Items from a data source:
= Beginning of Section =
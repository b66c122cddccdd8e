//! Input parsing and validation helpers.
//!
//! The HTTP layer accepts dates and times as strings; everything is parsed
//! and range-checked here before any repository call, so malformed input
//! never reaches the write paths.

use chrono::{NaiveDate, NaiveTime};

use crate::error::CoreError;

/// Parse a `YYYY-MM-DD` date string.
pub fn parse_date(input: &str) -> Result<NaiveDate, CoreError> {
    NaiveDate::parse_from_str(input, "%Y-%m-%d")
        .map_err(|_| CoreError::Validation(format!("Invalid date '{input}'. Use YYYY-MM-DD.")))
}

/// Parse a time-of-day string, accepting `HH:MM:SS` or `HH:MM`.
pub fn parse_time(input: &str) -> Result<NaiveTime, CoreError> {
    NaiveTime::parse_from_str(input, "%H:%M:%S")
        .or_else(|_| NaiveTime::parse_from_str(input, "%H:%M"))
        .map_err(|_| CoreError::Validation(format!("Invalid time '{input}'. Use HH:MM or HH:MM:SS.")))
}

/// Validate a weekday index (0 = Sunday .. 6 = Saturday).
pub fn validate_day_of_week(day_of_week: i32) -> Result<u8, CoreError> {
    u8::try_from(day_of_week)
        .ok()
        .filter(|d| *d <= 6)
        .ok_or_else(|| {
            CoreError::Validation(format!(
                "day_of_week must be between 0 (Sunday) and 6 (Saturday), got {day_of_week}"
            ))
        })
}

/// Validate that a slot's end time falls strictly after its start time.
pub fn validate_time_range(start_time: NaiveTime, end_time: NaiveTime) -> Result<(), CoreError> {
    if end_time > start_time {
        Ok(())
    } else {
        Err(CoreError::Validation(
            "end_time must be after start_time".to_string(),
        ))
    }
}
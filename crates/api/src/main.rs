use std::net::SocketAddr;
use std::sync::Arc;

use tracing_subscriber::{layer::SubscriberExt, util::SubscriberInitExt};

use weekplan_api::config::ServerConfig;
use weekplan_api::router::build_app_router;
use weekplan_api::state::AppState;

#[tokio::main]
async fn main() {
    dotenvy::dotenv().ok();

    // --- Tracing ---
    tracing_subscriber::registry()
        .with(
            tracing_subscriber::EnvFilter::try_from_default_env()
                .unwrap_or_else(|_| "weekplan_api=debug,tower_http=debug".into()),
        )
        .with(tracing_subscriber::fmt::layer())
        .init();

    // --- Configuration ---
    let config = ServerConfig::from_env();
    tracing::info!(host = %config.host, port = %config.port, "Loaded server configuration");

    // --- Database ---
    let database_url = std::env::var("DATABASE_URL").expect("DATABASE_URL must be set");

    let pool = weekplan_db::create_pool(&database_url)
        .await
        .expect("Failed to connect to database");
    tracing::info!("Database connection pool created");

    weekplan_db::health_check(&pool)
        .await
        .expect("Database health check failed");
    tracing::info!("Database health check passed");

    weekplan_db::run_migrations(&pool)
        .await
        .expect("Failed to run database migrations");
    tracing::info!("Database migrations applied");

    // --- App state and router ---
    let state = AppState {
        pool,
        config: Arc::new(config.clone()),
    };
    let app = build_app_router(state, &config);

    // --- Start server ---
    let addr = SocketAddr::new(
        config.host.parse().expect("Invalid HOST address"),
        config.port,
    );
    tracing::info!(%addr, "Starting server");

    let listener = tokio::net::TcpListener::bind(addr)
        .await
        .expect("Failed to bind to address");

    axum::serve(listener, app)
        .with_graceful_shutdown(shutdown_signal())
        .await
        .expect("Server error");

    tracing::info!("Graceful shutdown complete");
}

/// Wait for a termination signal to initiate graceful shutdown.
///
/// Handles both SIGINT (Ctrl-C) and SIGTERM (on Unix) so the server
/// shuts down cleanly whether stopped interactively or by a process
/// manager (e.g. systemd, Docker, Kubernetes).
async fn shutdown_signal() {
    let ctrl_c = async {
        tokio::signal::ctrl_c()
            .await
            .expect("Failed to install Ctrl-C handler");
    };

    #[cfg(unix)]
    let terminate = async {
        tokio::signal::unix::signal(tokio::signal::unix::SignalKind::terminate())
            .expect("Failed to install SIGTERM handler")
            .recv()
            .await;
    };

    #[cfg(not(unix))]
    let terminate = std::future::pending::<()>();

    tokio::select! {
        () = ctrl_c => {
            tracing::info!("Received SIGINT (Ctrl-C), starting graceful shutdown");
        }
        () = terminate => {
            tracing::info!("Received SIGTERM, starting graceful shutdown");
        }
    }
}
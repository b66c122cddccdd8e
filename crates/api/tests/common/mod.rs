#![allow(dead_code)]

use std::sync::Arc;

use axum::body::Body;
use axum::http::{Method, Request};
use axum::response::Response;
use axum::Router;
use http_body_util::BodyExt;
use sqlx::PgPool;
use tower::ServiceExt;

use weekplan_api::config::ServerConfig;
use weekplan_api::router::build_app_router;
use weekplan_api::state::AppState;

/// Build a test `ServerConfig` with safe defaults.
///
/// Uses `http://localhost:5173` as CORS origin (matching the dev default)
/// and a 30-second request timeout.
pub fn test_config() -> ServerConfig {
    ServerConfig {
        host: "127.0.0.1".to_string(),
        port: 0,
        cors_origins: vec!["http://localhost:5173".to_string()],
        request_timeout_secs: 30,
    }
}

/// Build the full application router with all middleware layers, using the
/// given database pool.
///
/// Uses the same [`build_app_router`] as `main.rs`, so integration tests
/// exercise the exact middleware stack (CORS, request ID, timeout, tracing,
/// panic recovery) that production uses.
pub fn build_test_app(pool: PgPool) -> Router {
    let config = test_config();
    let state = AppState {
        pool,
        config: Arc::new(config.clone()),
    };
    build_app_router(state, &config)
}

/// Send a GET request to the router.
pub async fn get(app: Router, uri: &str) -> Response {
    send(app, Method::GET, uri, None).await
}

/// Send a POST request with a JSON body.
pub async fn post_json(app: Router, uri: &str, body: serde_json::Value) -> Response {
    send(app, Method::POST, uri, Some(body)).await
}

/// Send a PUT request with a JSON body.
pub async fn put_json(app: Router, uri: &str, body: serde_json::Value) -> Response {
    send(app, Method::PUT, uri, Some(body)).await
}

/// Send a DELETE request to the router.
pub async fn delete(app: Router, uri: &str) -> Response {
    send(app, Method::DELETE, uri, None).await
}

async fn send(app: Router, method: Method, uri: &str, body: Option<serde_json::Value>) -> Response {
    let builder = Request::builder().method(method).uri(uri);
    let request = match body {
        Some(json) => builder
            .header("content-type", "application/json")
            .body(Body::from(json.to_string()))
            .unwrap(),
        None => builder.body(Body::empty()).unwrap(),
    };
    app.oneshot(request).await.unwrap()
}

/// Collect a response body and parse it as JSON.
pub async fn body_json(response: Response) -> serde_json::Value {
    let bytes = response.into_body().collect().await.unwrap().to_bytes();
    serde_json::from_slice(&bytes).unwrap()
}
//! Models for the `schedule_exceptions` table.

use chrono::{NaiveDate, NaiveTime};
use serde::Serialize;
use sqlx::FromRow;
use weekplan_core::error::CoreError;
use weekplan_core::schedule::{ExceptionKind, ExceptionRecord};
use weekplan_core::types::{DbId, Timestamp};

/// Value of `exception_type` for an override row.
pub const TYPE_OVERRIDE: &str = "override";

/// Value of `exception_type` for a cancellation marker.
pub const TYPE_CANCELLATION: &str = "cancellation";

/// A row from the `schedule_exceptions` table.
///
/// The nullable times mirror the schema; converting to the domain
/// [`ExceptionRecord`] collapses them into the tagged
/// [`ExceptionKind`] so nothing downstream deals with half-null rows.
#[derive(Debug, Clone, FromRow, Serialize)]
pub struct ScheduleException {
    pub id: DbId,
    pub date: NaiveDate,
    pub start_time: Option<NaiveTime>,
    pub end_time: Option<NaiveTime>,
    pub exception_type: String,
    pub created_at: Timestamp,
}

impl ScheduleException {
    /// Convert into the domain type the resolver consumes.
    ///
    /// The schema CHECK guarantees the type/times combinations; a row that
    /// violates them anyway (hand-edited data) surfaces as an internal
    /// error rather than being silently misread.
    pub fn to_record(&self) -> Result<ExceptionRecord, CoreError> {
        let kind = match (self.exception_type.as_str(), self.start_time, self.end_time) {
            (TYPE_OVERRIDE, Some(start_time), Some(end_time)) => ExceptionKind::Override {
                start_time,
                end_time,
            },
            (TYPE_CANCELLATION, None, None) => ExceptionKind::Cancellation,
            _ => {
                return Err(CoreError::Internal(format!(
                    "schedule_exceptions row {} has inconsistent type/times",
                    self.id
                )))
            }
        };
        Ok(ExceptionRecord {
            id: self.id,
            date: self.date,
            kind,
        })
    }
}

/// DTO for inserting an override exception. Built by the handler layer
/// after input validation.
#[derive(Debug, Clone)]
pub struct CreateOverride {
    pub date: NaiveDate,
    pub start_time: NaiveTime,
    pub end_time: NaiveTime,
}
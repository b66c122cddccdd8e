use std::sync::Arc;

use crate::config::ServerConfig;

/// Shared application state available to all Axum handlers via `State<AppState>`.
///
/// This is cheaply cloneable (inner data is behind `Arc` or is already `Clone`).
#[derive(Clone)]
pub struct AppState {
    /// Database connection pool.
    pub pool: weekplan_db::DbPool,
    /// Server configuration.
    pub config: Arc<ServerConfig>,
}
= End of Section =
= Beginning of Section =
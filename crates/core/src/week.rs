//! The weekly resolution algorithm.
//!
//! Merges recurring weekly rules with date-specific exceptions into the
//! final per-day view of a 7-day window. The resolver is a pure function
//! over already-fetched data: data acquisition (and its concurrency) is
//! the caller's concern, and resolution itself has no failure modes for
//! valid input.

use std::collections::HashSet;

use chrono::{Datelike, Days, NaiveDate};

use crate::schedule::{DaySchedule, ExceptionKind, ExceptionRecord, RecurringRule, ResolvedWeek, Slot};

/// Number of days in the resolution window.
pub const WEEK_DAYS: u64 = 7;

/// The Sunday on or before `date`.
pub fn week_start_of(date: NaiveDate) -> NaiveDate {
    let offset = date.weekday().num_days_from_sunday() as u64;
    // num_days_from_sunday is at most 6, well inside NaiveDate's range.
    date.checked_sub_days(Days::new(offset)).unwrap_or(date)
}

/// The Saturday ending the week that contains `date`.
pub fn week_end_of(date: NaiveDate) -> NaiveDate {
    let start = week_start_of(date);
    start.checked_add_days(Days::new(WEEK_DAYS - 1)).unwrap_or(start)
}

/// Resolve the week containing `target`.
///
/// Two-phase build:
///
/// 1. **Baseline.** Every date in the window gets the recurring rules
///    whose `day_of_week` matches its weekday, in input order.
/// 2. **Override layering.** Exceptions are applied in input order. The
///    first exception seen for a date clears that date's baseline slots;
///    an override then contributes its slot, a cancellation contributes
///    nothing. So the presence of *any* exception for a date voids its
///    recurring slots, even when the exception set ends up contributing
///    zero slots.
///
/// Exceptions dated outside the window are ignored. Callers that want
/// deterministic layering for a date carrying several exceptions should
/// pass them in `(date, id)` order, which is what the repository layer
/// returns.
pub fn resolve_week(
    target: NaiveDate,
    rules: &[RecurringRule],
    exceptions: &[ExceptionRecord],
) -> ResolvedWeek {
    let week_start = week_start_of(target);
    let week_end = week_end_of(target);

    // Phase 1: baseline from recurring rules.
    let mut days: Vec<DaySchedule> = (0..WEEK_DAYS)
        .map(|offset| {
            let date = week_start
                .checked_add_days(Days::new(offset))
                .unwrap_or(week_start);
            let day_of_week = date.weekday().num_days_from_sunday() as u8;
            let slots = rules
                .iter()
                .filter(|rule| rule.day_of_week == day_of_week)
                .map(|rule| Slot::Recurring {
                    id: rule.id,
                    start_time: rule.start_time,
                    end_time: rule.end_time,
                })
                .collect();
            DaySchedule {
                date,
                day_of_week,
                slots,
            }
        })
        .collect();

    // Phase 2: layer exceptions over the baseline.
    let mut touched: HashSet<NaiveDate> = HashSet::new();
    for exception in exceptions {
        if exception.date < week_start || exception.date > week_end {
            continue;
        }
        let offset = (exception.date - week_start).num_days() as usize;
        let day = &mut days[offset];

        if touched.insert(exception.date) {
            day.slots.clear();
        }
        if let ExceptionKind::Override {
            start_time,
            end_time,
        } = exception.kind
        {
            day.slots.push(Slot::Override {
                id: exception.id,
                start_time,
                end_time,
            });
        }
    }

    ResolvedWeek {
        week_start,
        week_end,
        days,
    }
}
= End of Section =
#### Required work:
A single figure is required: the number of lines above in which the string "expect" appears.

#### Solution to the problem:
9